Barry Flanagan is spotlighted in a special exhibition at artgenève 2023.
A leading figure in a generation of influential artists emerging from St Martins School of Art in the 1960s, he questioned the attitude to formalism promoted by Anthony Caro. Among his peers were Richard Long, Bruce McLean, Tess Jaray, Wendy Taylor and Gilbert & George. He considered daylight, moonlight and other light forms, as well as sound and its absence, to be as intrinsic to sculpture’s character as weight and volume. Flanagan experimented with materials and investigated their properties, revealing what may be overlooked.

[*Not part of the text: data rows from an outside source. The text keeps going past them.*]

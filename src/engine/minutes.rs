// ==========================================
// 成绩核算与评审引擎 - 评审纪要 (PV) 投影
// ==========================================
// 只读投影, 任意会议状态均可生成; 仅 Completed / Archived 为正式纪要
// ==========================================

use crate::domain::deliberation::{
    DeliberationCase, DeliberationMinutes, DeliberationSession, MinutesEntry,
};
use crate::domain::types::SessionStatus;
use chrono::NaiveDateTime;

pub struct MinutesGenerator;

impl MinutesGenerator {
    pub fn generate(
        session: &DeliberationSession,
        cases: &[DeliberationCase],
        generated_at: NaiveDateTime,
    ) -> DeliberationMinutes {
        let mut ordered: Vec<&DeliberationCase> = cases.iter().collect();
        ordered.sort_by_key(|c| c.position);

        let entries = ordered
            .into_iter()
            .map(|case| MinutesEntry {
                case_id: case.case_id.clone(),
                student_id: case.student_id.clone(),
                snapshot: case.snapshot.clone(),
                status: case.status,
                final_decision: case.final_decision.clone(),
                decision_date: case.decision_date,
                tally: case.tally(),
                discussion_points: case
                    .discussion_points
                    .iter()
                    .map(|p| format!("{}: {}", p.author, p.text))
                    .collect(),
            })
            .collect();

        DeliberationMinutes {
            session_id: session.session_id.clone(),
            promotion: session.promotion.clone(),
            session_date: session.session_date,
            status: session.status,
            attendees: session.panel_members.iter().cloned().collect(),
            quorum_policy: session.quorum_policy,
            entries,
            generated_at,
            is_official: matches!(
                session.status,
                SessionStatus::Completed | SessionStatus::Archived
            ),
        }
    }
}
// ==========================================
// 成绩核算与评审引擎 - SQLite 连接初始化
// ==========================================
// 目标:
// - 统一所有 Connection::open 的 PRAGMA 行为
// - 统一 busy_timeout，减少并发写入时的偶发 busy 错误
// - 提供幂等的建表入口 (init_schema)
// ==========================================

use rusqlite::Connection;
use rusqlite::OptionalExtension;
use std::time::Duration;

/// 默认 busy_timeout（毫秒）
pub const DEFAULT_BUSY_TIMEOUT_MS: u64 = 5_000;

/// 当前代码所期望的 schema_version
pub const CURRENT_SCHEMA_VERSION: i64 = 1;

/// 配置 SQLite 连接的统一 PRAGMA
///
/// 说明：
/// - foreign_keys 需要“每个连接”单独开启
/// - busy_timeout 需要“每个连接”单独配置
pub fn configure_sqlite_connection(conn: &Connection) -> rusqlite::Result<()> {
    conn.execute_batch("PRAGMA foreign_keys = ON;")?;
    conn.busy_timeout(Duration::from_millis(DEFAULT_BUSY_TIMEOUT_MS))?;
    Ok(())
}

/// 打开 SQLite 连接并应用统一配置
pub fn open_sqlite_connection(db_path: &str) -> rusqlite::Result<Connection> {
    let mut conn = Connection::open(db_path)?;
    configure_sqlite_connection(&conn)?;
    crate::perf::install_sqlite_tracing(&mut conn);
    Ok(conn)
}

/// 读取 schema_version（若表不存在则返回 None）
pub fn read_schema_version(conn: &Connection) -> rusqlite::Result<Option<i64>> {
    let has_table: bool = conn
        .query_row(
            "SELECT 1 FROM sqlite_master WHERE type='table' AND name='schema_version' LIMIT 1",
            [],
            |_row| Ok(true),
        )
        .optional()?
        .unwrap_or(false);

    if !has_table {
        return Ok(None);
    }

    let v: Option<i64> = conn.query_row("SELECT MAX(version) FROM schema_version", [], |row| row.get(0))?;
    Ok(v)
}

/// 初始化数据库 schema（幂等）
pub fn init_schema(conn: &Connection) -> rusqlite::Result<()> {
    conn.execute_batch(SCHEMA_SQL)?;
    conn.execute(
        "INSERT OR IGNORE INTO schema_version (version) VALUES (?1)",
        [CURRENT_SCHEMA_VERSION],
    )?;

    if let Some(v) = read_schema_version(conn)? {
        if v != CURRENT_SCHEMA_VERSION {
            tracing::warn!(
                found = v,
                expected = CURRENT_SCHEMA_VERSION,
                "schema_version 与代码期望不一致"
            );
        }
    }
    Ok(())
}

const SCHEMA_SQL: &str = r#"
CREATE TABLE IF NOT EXISTS schema_version (
    version INTEGER PRIMARY KEY,
    applied_at TEXT NOT NULL DEFAULT (datetime('now'))
);

CREATE TABLE IF NOT EXISTS config_scope (
    scope_id TEXT PRIMARY KEY,
    scope_type TEXT NOT NULL,
    scope_key TEXT NOT NULL,
    created_at TEXT NOT NULL DEFAULT (datetime('now')),
    UNIQUE(scope_type, scope_key)
);

INSERT OR IGNORE INTO config_scope (scope_id, scope_type, scope_key)
VALUES ('global', 'GLOBAL', 'global');

CREATE TABLE IF NOT EXISTS config_kv (
    scope_id TEXT NOT NULL REFERENCES config_scope(scope_id) ON DELETE CASCADE,
    key TEXT NOT NULL,
    value TEXT NOT NULL,
    updated_at TEXT NOT NULL DEFAULT (datetime('now')),
    PRIMARY KEY (scope_id, key)
);

CREATE TABLE IF NOT EXISTS grade_record (
    session_id TEXT NOT NULL,
    student_id TEXT NOT NULL,
    subject_id TEXT NOT NULL,
    evaluation TEXT NOT NULL,
    coefficient REAL NOT NULL CHECK (coefficient > 0),
    score REAL CHECK (score IS NULL OR score >= 0),
    issues_json TEXT NOT NULL DEFAULT '[]',
    is_eliminatory INTEGER NOT NULL DEFAULT 0,
    state TEXT NOT NULL DEFAULT 'DRAFT',
    revision INTEGER NOT NULL DEFAULT 0,
    updated_by TEXT,
    updated_at TEXT NOT NULL,
    PRIMARY KEY (session_id, student_id, subject_id, evaluation)
);

CREATE INDEX IF NOT EXISTS idx_grade_record_student
    ON grade_record (session_id, student_id);

CREATE TABLE IF NOT EXISTS action_log (
    action_id TEXT PRIMARY KEY,
    session_id TEXT,
    action_type TEXT NOT NULL,
    action_ts TEXT NOT NULL,
    actor TEXT NOT NULL,
    payload_json TEXT,
    detail TEXT
);

CREATE INDEX IF NOT EXISTS idx_action_log_session_ts
    ON action_log (session_id, action_ts);

CREATE TABLE IF NOT EXISTS deliberation_session (
    session_id TEXT PRIMARY KEY,
    exam_session_id TEXT NOT NULL,
    promotion TEXT NOT NULL,
    session_date TEXT NOT NULL,
    panel_json TEXT NOT NULL,
    quorum_policy TEXT NOT NULL,
    status TEXT NOT NULL,
    config_snapshot_json TEXT,
    created_by TEXT NOT NULL,
    created_at TEXT NOT NULL,
    revision INTEGER NOT NULL DEFAULT 0
);

CREATE INDEX IF NOT EXISTS idx_deliberation_session_exam
    ON deliberation_session (exam_session_id, status);

CREATE TABLE IF NOT EXISTS deliberation_case (
    case_id TEXT PRIMARY KEY,
    session_id TEXT NOT NULL REFERENCES deliberation_session(session_id),
    student_id TEXT NOT NULL,
    position INTEGER NOT NULL,
    snapshot_json TEXT NOT NULL,
    status TEXT NOT NULL,
    final_decision TEXT,
    decision_date TEXT,
    revision INTEGER NOT NULL DEFAULT 0,
    UNIQUE (session_id, student_id)
);

CREATE TABLE IF NOT EXISTS deliberation_vote_event (
    event_id TEXT PRIMARY KEY,
    case_id TEXT NOT NULL REFERENCES deliberation_case(case_id),
    seq_no INTEGER NOT NULL,
    member TEXT NOT NULL,
    decision TEXT NOT NULL,
    comment TEXT,
    cast_at TEXT NOT NULL,
    UNIQUE (case_id, seq_no)
);

CREATE TABLE IF NOT EXISTS deliberation_discussion_point (
    case_id TEXT NOT NULL REFERENCES deliberation_case(case_id),
    seq_no INTEGER NOT NULL,
    author TEXT NOT NULL,
    text TEXT NOT NULL,
    created_at TEXT NOT NULL,
    PRIMARY KEY (case_id, seq_no)
);
"#;

#[cfg(test)]
mod tests {
    use super::*;

    #[test]
    fn test_init_schema_is_idempotent() {
        let conn = Connection::open_in_memory().unwrap();
        configure_sqlite_connection(&conn).unwrap();

        init_schema(&conn).unwrap();
        init_schema(&conn).unwrap();

        assert_eq!(read_schema_version(&conn).unwrap(), Some(CURRENT_SCHEMA_VERSION));
    }

    #[test]
    fn test_schema_version_absent_on_empty_db() {
        let conn = Connection::open_in_memory().unwrap();
        assert_eq!(read_schema_version(&conn).unwrap(), None);
    }
}
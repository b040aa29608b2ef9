// ==========================================
// 成绩核算与评审引擎 - 数据仓储层
// ==========================================
// 红线: Repository 不含业务逻辑
// ==========================================
// 职责: 提供数据访问接口,屏蔽数据库细节
// 约束: 所有查询使用参数化,防止 SQL 注入
// ==========================================

pub mod action_log_repo;
pub mod deliberation_repo;
pub mod error;
pub mod grade_repo;

// 重导出核心仓储
pub use action_log_repo::ActionLogRepository;
pub use deliberation_repo::DeliberationRepository;
pub use error::{RepositoryError, RepositoryResult};
pub use grade_repo::{BatchCasOutcome, BatchRejection, GradeRecordRepository};
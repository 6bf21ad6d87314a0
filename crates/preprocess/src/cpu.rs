use crate::{ColorFormat, DEFAULT_INPUT_SIZE, FrameView, Preprocess};
use common::{span, span_debug};
use fast_image_resize::{
    FilterType, PixelType, ResizeAlg, ResizeOptions, Resizer,
    images::{Image, ImageRef},
};
use ndarray::Array3;

/// Stretches frames to the model input size and lays them out as CHW f32.
///
/// Samples stay in the raw `[0, 255]` range: the exported model expects
/// unnormalized input, so no mean/std is applied.
pub struct CpuPreProcessor {
    input_size: (u32, u32),
    channel_order: ColorFormat,
    resizer: Resizer,
    resized: Image<'static>,
}

impl CpuPreProcessor {
    pub fn new(input_size: (u32, u32), channel_order: ColorFormat) -> Self {
        Self {
            input_size,
            channel_order,
            resizer: Resizer::new(),
            resized: Image::new(input_size.0, input_size.1, PixelType::U8x3),
        }
    }

    pub fn channel_order(&self) -> ColorFormat {
        self.channel_order
    }

    /// Bilinear stretch to exactly `input_size`; aspect ratio is not kept.
    fn resize(&mut self, frame: &FrameView<'_>) -> anyhow::Result<()> {
        let _s = span_debug!("resize");

        let src = ImageRef::new(
            frame.width(),
            frame.height(),
            frame.pixels(),
            PixelType::U8x3,
        )?;

        self.resizer.resize(
            &src,
            &mut self.resized,
            &ResizeOptions::new().resize_alg(ResizeAlg::Interpolation(FilterType::Bilinear)),
        )?;

        Ok(())
    }

    /// HWC u8 -> CHW f32, swapping R and B when the frame order differs from
    /// the model's.
    fn to_chw(
        pixels: &[u8],
        width: usize,
        height: usize,
        swap_rb: bool,
    ) -> anyhow::Result<Array3<f32>> {
        let _s = span_debug!("to_chw");

        let spatial = width * height;
        let mut output = vec![0.0f32; 3 * spatial];
        let (first, last) = if swap_rb { (2, 0) } else { (0, 2) };

        for (i, px) in pixels.chunks_exact(3).enumerate() {
            output[i] = px[first] as f32;
            output[i + spatial] = px[1] as f32;
            output[i + 2 * spatial] = px[last] as f32;
        }

        Ok(Array3::from_shape_vec((3, height, width), output)?)
    }
}

impl Default for CpuPreProcessor {
    fn default() -> Self {
        Self::new(DEFAULT_INPUT_SIZE, ColorFormat::default())
    }
}

impl Preprocess for CpuPreProcessor {
    fn preprocess(&mut self, frame: &FrameView<'_>) -> anyhow::Result<Array3<f32>> {
        let _s = span!("preprocess_frame");

        tracing::trace!(
            width = frame.width(),
            height = frame.height(),
            format = ?frame.format(),
            "Preprocessing frame dimensions"
        );

        let (width, height) = self.input_size;
        let swap_rb = frame.format() != self.channel_order;

        if (frame.width(), frame.height()) == self.input_size {
            return Self::to_chw(frame.pixels(), width as usize, height as usize, swap_rb);
        }

        self.resize(frame)?;
        Self::to_chw(
            self.resized.buffer(),
            width as usize,
            height as usize,
            swap_rb,
        )
    }

    fn input_size(&self) -> (u32, u32) {
        self.input_size
    }
}

#[cfg(test)]
mod tests {
    use super::*;

    fn uniform_frame(width: u32, height: u32, px: [u8; 3]) -> Vec<u8> {
        px.iter()
            .copied()
            .cycle()
            .take((width * height * 3) as usize)
            .collect()
    }

    fn assert_close(actual: f32, expected: f32, what: &str) {
        assert!(
            (actual - expected).abs() <= 1.0,
            "{} should be ~{} (got {})",
            what,
            expected,
            actual
        );
    }

    /// Test output is CHW at the model size
    #[test]
    fn test_output_shape_matches_input_size() {
        let pixels = uniform_frame(640, 480, [128, 128, 128]);
        let frame = FrameView::new(&pixels, 640, 480, ColorFormat::Bgr).unwrap();

        let mut preprocessor = CpuPreProcessor::new((320, 256), ColorFormat::Bgr);
        let output = preprocessor.preprocess(&frame).unwrap();

        assert_eq!(output.shape(), &[3, 256, 320]);
        assert_eq!(preprocessor.input_size(), (320, 256));
    }

    /// Test samples keep the raw 0-255 range
    #[test]
    fn test_no_normalization_applied() {
        let pixels = uniform_frame(64, 48, [200, 100, 50]);
        let frame = FrameView::new(&pixels, 64, 48, ColorFormat::Bgr).unwrap();

        let mut preprocessor = CpuPreProcessor::new((32, 16), ColorFormat::Bgr);
        let output = preprocessor.preprocess(&frame).unwrap();

        assert_close(output[[0, 8, 16]], 200.0, "Channel 0");
        assert_close(output[[1, 8, 16]], 100.0, "Channel 1");
        assert_close(output[[2, 8, 16]], 50.0, "Channel 2");
        assert!(
            output.iter().all(|&v| (0.0..=255.0).contains(&v)),
            "All samples should stay in [0, 255]"
        );
    }

    /// Test a wide frame is stretched rather than letterboxed
    #[test]
    fn test_stretch_has_no_padding() {
        // 10:1 aspect ratio would leave large bands if letterboxed
        let pixels = uniform_frame(200, 20, [10, 10, 10]);
        let frame = FrameView::new(&pixels, 200, 20, ColorFormat::Bgr).unwrap();

        let mut preprocessor = CpuPreProcessor::new((32, 32), ColorFormat::Bgr);
        let output = preprocessor.preprocess(&frame).unwrap();

        for &(y, x) in &[(0, 0), (0, 31), (31, 0), (31, 31), (16, 16)] {
            assert_close(output[[0, y, x]], 10.0, "Stretched corner");
        }
    }

    /// Test HWC to CHW layout on a frame already at model size
    #[test]
    fn test_hwc_to_chw_layout() {
        let pixels = vec![
            1, 2, 3, // (0, 0)
            4, 5, 6, // (0, 1)
            7, 8, 9, // (1, 0)
            10, 11, 12, // (1, 1)
        ];
        let frame = FrameView::new(&pixels, 2, 2, ColorFormat::Bgr).unwrap();

        let mut preprocessor = CpuPreProcessor::new((2, 2), ColorFormat::Bgr);
        let output = preprocessor.preprocess(&frame).unwrap();

        assert_eq!(output[[0, 0, 0]], 1.0);
        assert_eq!(output[[1, 0, 0]], 2.0);
        assert_eq!(output[[2, 0, 0]], 3.0);
        assert_eq!(output[[0, 0, 1]], 4.0);
        assert_eq!(output[[0, 1, 0]], 7.0);
        assert_eq!(output[[2, 1, 1]], 12.0);
    }

    /// Test RGB frames are reordered for a BGR model
    #[test]
    fn test_rgb_frame_reordered_to_bgr() {
        let pixels = uniform_frame(2, 2, [10, 20, 30]);
        let frame = FrameView::new(&pixels, 2, 2, ColorFormat::Rgb).unwrap();

        let mut preprocessor = CpuPreProcessor::new((2, 2), ColorFormat::Bgr);
        let output = preprocessor.preprocess(&frame).unwrap();

        assert_eq!(output[[0, 0, 0]], 30.0, "Blue should come first");
        assert_eq!(output[[1, 0, 0]], 20.0);
        assert_eq!(output[[2, 0, 0]], 10.0, "Red should come last");
    }

    /// Test repeated calls give identical tensors
    #[test]
    fn test_preprocess_is_deterministic() {
        let pixels: Vec<u8> = (0..(97 * 61 * 3)).map(|i| (i % 251) as u8).collect();
        let frame = FrameView::new(&pixels, 97, 61, ColorFormat::Bgr).unwrap();

        let mut preprocessor = CpuPreProcessor::default();
        let first = preprocessor.preprocess(&frame).unwrap();
        let second = preprocessor.preprocess(&frame).unwrap();

        assert_eq!(first, second);
    }

    /// Test the source frame is left untouched
    #[test]
    fn test_frame_not_mutated() {
        let pixels = uniform_frame(50, 40, [1, 2, 3]);
        let original = pixels.clone();
        let frame = FrameView::new(&pixels, 50, 40, ColorFormat::Rgb).unwrap();

        CpuPreProcessor::default().preprocess(&frame).unwrap();

        assert_eq!(pixels, original);
    }
}
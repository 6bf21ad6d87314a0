use std::env;

/// Deployment flavour, selects the log format.
#[derive(Debug, Clone, Copy, PartialEq, Eq)]
pub enum Environment {
    Development,
    Production,
}

impl Environment {
    pub fn as_str(&self) -> &'static str {
        match self {
            Environment::Development => "development",
            Environment::Production => "production",
        }
    }

    /// Anything that is not recognised as production falls back to development.
    pub fn parse(value: &str) -> Self {
        match value.trim().to_lowercase().as_str() {
            "production" | "prod" => Environment::Production,
            _ => Environment::Development,
        }
    }

    pub fn from_env() -> Self {
        env::var("ENVIRONMENT")
            .map(|value| Self::parse(&value))
            .unwrap_or(Environment::Development)
    }
}
pub mod config;
pub mod logging;
pub mod telemetry;

pub use config::Environment;
pub use logging::setup_logging;
pub use telemetry::TelemetryGuard;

Any material could be sculptural, from builders’ sand, quayside rope, cloth, plaster, to stone, clay and metal. He talked about the smell of objects and of how different types of sand, rope, steel and bronze were uniquely attributed. Early on he explored serialism, repetition, colour and the process driven concerns of Minimalism. The results are mysterious; and combine bathos with humour.
When in 1979 Flanagan’s investigations turned to figuration, modelling and casting in bronze, his experimentation with the medium was as unexpected as the use of soft sculpture and building materials had been to audiences fifteen years previously.
Barry Flanagan’s mercurial persona shaped his sculptural practice. He absorbed myths and folklore of the land; the seasons, crops, animals, earthworks, rocks and symbols like runes all feature in his work. The exposure of process and method is something he consistently performed in every medium he used throughout his career.
A characteristic of Flanagan’s ‘ideal’ exhibition was that each piece would relinquish its ‘autonomous identity’ and, rather than being seen as singular, create conversations with other works. This makes for a total exhibition experience of the works on show, one space sand sculpture, 1967, 2 space rope sculpture (gr 2sp 60), 1967, Large Leaping Hare, 1982 and The Corn’s Up, Mirrored, 2005.